Com a atual disputa entre Rússia e Arábia Saudita e devido a isso, a variação do preço do barril de petróleo, de US$ 57,50 para US$ 27,00, existe a expectativa de redução duradoura do preço do combustível nas bombas. Não somente por este embate, mas também, porque os estoques globais de petróleo estão altos, e a demanda por esta commodity com a desaceleração global também tende a cair. Isso pode contrabalancear a tendência altista em cima dos bens de consumo essenciais como, alimentos e fármacos pois, como o transporte de bens e pessoas é no Brasil feito em maior parte através das rodovias, a redução do preço do combustível reduz o preço de transportes, e isso pode segurar o aumento dos preços finais dessas mercadorias.

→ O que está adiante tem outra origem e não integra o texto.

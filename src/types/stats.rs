//! Per-session transport statistics

/// Running counters reported by a frame accumulator on its stats cadence.
#[derive(Debug, Clone, Default, PartialEq)]
pub struct StreamStats {
    pub total_pkts: u64,
    pub total_bytes: u64,
    pub lost_pkts: u64,
    pub duplicate_pkts: u64,
    pub out_of_order_pkts: u64,
    pub total_frames: u64,
    pub total_frame_bytes: u64,
    pub jitter_sum_ms: f64,
    pub jitter_samples: u64,
}

impl StreamStats {
    /// Mean payload bytes per completed frame, 0 without frames.
    pub fn mean_frame_size(&self) -> u64 {
        if self.total_frames == 0 { 0 } else { self.total_frame_bytes / self.total_frames }
    }

    /// Mean of the per-packet jitter samples in ms, 0 without samples.
    pub fn mean_jitter(&self) -> f64 {
        if self.jitter_samples == 0 {
            0.0
        } else {
            self.jitter_sum_ms / self.jitter_samples as f64
        }
    }
}

#[cfg(test)]
mod tests {
    use super::*;

    #[test]
    fn means_handle_empty_counters() {
        let stats = StreamStats::default();
        assert_eq!(stats.mean_frame_size(), 0);
        assert_eq!(stats.mean_jitter(), 0.0);
    }

    #[test]
    fn means_divide_totals() {
        let stats = StreamStats {
            total_frames: 4,
            total_frame_bytes: 4100,
            jitter_sum_ms: 3.0,
            jitter_samples: 2,
            ..Default::default()
        };
        assert_eq!(stats.mean_frame_size(), 1025);
        assert_eq!(stats.mean_jitter(), 1.5);
    }
}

Outro fator que pode colaborar para reduzir tendências altistas de preço é o pass through cambial. A partir da leitura anterior que fizemos, apesar do real depreciado, a demanda global por commodities está menos acentuada, quando nos referimos a bens de consumo essenciais e commodities no geral, o pass through segue o racional de que, quando um bem está muito competitivo no exterior, a demanda do consumidor externo é alta, e assim, atua competindo em preço com o consumidor interno. Contudo, como entendemos uma menor aderência global a commodities, entendemos também que o efeito de pass through atua em menor intensidade na economia, logo, não colaborando para uma tendência altista, por hora.
Se a inflação diminui, a Taxa de Juros Real aumenta. Isso pode ser estendido a todas as taxas, inclusive a Selic, como dito acima. Então, essa redução tem efeito similar a um aumento da Selic, no sentido de que representa ganho de rendimentos aos investidores estrangeiros e pode vir a causar o efeito de entrada de capital por partes deles.
Portanto, se a Selic diminuir assim como a inflação, poderíamos observar uma manutenção de capitais estrangeiros nos próximos períodos, isto se, a redução da Selic for próxima de compensar a redução da inflação, a taxa de juros real permaneceria no mesmo patamar. Ao contrário disso, se tivéssemos um aumento de inflação, teríamos a potencialização de saída de capitais. Esse fato foi observado entre o final do ano passado e o começo deste, em que, entre outubro e dezembro, tivemos uma redução de 0.5 p.p. da Selic e um aumento de 1,77 p.p. no IPCA, o que resultou, neste período, em uma série quase ininterrupta de saídas de capitais, chegando a menos 16 bilhões de reais no dia 2 de janeiro.